START AVAILABLE DATA

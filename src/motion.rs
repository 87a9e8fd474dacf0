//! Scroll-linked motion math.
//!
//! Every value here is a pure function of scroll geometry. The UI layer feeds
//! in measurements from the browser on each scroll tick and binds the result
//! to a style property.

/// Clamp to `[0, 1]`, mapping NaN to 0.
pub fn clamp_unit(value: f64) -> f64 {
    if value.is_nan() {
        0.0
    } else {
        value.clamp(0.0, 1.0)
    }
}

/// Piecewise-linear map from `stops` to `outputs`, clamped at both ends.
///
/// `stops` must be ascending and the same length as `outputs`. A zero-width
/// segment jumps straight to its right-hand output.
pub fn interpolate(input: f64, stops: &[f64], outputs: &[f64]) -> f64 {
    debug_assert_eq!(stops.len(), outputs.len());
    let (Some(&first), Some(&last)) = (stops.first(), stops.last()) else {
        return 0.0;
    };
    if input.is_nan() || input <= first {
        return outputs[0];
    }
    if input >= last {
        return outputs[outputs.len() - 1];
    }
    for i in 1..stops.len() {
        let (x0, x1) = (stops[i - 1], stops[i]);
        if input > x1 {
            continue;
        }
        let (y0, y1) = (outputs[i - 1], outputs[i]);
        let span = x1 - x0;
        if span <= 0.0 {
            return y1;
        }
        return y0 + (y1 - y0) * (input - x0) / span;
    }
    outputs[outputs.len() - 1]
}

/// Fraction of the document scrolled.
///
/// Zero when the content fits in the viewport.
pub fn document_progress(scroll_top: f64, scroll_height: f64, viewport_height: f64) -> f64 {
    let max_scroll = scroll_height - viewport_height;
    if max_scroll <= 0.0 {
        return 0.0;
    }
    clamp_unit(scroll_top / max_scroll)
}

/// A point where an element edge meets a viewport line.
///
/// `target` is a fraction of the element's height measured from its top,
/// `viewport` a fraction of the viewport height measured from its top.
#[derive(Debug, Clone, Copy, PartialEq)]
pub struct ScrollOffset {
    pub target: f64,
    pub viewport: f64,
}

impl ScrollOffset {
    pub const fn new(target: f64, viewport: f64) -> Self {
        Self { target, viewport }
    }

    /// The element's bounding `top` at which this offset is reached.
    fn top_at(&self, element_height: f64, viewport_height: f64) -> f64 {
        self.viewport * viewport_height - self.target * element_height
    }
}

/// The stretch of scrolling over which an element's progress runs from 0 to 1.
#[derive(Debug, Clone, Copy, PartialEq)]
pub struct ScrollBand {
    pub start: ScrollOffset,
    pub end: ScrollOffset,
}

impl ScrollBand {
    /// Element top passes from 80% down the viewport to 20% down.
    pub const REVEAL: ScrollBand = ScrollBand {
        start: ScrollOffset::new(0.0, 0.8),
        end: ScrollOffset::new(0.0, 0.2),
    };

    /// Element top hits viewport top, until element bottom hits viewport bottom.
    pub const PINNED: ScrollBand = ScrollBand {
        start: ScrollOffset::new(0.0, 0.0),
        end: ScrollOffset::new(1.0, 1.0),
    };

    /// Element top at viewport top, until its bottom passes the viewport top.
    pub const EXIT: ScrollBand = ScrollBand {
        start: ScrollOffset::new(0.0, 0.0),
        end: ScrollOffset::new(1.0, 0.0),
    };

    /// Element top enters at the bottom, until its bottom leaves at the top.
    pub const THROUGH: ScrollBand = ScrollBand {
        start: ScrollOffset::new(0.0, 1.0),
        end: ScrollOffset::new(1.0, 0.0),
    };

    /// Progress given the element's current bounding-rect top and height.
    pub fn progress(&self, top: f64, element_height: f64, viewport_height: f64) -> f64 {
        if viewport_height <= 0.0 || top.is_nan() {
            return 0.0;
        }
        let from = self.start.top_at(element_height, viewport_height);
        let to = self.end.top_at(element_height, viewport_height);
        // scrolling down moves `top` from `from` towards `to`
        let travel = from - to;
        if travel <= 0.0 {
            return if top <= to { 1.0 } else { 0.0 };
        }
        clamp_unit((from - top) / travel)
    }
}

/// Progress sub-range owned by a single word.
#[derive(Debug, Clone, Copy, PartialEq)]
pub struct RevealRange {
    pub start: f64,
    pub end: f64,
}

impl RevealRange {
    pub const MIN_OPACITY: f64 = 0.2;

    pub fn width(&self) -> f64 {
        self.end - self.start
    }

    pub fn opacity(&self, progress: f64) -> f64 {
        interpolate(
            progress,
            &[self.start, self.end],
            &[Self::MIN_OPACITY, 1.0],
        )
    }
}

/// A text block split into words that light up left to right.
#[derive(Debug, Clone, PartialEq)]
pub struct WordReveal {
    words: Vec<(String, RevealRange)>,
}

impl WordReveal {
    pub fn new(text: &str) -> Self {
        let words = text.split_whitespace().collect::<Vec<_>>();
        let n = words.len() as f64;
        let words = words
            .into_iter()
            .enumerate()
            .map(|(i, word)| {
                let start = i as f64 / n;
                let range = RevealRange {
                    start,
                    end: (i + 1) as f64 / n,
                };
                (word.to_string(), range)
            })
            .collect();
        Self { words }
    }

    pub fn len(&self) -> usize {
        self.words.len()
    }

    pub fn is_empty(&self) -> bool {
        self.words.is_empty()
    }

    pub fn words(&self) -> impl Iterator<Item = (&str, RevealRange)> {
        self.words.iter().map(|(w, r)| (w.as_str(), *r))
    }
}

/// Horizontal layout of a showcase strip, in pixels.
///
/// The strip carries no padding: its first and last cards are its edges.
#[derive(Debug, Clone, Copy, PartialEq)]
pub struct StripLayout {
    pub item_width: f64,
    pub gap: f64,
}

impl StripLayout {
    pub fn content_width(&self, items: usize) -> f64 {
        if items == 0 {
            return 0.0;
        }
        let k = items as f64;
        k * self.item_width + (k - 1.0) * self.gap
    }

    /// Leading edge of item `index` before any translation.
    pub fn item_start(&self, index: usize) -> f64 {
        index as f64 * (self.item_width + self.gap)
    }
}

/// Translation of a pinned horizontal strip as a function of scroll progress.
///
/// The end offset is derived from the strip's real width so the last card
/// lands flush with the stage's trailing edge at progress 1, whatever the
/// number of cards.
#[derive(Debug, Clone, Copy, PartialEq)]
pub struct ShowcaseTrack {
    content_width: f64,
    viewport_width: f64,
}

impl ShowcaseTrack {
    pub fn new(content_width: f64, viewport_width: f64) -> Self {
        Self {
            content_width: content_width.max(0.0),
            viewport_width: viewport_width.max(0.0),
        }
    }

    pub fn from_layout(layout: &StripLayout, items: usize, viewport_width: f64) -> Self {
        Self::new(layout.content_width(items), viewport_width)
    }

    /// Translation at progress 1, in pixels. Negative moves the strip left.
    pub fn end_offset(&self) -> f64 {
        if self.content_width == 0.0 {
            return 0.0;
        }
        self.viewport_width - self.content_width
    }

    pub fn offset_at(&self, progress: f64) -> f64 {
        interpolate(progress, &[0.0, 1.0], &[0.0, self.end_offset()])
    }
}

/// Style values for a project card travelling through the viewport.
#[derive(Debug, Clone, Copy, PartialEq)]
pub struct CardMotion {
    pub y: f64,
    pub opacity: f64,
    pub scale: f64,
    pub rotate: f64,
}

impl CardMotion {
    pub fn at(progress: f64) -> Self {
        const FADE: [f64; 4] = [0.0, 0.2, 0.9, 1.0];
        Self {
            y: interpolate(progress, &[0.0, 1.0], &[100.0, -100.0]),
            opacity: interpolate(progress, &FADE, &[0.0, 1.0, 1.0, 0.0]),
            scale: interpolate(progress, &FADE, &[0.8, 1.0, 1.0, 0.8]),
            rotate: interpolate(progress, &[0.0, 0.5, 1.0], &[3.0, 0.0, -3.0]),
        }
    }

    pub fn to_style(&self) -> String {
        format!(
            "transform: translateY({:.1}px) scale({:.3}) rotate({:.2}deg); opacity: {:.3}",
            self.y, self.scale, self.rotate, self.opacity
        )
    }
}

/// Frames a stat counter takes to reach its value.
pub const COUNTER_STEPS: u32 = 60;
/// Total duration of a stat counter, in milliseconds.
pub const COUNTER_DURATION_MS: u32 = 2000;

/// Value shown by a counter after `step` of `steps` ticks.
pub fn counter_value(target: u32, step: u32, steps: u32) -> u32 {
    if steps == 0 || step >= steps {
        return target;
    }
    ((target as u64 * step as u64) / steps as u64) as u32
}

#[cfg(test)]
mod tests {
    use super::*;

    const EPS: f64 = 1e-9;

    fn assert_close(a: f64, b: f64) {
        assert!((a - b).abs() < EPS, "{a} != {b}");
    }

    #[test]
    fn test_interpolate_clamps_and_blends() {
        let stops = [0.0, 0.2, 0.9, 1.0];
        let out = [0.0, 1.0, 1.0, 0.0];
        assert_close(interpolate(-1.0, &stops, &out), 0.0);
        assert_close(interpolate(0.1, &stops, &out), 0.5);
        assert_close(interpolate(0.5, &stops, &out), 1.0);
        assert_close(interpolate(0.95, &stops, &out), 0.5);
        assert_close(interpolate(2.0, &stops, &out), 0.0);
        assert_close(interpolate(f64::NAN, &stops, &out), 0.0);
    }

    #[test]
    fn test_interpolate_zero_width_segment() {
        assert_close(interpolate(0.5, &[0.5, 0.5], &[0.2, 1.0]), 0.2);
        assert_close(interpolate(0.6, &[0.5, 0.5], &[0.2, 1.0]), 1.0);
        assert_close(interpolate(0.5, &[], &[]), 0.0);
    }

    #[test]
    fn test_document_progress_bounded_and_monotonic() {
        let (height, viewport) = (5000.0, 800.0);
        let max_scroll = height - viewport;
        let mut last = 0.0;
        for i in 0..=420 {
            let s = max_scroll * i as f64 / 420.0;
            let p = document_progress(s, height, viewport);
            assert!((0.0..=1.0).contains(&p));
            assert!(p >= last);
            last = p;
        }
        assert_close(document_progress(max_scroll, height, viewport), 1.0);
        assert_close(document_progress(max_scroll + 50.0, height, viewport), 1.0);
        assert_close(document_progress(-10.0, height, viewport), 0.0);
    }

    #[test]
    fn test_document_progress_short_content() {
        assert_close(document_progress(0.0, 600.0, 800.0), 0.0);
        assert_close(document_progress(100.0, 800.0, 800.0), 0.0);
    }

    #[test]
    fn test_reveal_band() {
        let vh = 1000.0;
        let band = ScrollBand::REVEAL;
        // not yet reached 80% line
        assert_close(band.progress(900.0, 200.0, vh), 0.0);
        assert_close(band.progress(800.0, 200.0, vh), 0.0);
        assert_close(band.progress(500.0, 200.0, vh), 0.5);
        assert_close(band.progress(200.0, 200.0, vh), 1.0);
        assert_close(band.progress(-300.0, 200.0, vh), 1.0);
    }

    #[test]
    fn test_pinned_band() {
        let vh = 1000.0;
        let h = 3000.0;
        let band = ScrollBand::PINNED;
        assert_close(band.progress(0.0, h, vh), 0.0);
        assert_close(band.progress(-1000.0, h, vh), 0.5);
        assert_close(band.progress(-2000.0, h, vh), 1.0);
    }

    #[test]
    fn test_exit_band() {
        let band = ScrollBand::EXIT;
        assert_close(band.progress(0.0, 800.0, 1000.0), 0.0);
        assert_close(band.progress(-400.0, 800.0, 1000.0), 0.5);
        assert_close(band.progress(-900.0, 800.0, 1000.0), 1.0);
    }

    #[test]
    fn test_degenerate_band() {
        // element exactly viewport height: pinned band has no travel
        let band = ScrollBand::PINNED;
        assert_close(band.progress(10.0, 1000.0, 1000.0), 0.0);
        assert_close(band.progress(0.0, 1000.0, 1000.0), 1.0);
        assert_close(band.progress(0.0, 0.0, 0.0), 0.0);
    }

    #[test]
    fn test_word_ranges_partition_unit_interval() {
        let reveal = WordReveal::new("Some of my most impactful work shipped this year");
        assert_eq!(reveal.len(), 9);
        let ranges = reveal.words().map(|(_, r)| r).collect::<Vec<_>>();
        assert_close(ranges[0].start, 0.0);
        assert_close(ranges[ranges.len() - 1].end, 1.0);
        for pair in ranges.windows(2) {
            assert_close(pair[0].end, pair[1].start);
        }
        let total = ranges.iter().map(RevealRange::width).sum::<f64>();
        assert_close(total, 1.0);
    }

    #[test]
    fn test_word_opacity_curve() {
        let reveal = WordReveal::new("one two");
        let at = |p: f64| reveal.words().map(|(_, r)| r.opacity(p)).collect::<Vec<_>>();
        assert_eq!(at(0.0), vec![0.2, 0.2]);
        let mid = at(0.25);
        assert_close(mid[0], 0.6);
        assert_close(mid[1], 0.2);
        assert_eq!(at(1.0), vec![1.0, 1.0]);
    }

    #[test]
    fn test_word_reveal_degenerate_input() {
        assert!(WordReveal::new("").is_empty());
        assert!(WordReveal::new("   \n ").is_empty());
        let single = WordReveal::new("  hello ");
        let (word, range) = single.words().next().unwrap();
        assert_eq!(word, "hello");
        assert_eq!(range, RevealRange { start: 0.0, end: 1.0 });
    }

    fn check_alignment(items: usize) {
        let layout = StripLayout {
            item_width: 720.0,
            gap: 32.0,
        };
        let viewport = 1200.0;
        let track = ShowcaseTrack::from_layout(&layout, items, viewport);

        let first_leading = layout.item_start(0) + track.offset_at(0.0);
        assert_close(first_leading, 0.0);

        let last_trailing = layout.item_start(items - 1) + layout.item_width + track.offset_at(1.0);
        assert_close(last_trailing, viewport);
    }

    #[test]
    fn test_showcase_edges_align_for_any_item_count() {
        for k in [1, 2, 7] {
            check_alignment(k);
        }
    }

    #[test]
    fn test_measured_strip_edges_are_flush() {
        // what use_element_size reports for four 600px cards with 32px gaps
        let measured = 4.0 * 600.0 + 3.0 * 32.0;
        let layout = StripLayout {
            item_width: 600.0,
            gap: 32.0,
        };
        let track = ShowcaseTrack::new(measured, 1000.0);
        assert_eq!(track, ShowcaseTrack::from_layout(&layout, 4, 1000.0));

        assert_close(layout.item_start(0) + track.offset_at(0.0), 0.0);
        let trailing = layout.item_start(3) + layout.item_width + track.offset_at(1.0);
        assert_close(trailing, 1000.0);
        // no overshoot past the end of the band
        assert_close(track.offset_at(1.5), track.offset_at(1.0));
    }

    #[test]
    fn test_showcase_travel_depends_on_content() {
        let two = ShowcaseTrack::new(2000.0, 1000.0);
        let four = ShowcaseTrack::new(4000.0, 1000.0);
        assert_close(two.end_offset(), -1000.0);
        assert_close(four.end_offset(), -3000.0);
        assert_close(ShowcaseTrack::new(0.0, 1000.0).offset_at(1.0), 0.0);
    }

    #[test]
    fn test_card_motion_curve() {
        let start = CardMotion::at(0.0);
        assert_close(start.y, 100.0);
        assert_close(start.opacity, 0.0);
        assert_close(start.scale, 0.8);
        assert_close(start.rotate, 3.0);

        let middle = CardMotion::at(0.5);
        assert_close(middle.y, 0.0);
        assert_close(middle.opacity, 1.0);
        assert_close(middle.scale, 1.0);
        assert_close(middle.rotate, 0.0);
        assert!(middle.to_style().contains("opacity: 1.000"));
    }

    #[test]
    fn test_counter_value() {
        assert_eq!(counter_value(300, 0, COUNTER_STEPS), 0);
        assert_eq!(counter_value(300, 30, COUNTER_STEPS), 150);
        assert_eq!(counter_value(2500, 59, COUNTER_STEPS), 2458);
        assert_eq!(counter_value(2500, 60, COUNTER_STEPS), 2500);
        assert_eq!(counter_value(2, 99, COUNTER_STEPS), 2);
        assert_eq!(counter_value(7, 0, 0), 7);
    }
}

END AVAILABLE DATA

EXERCISE DIRECTIONS:
Working through the entries above, copy every line in which "function" is found.

EXERCISE SOLUTION:
//! Every value here is a pure function of scroll geometry. The UI layer feeds
/// Translation of a pinned horizontal strip as a function of scroll progress.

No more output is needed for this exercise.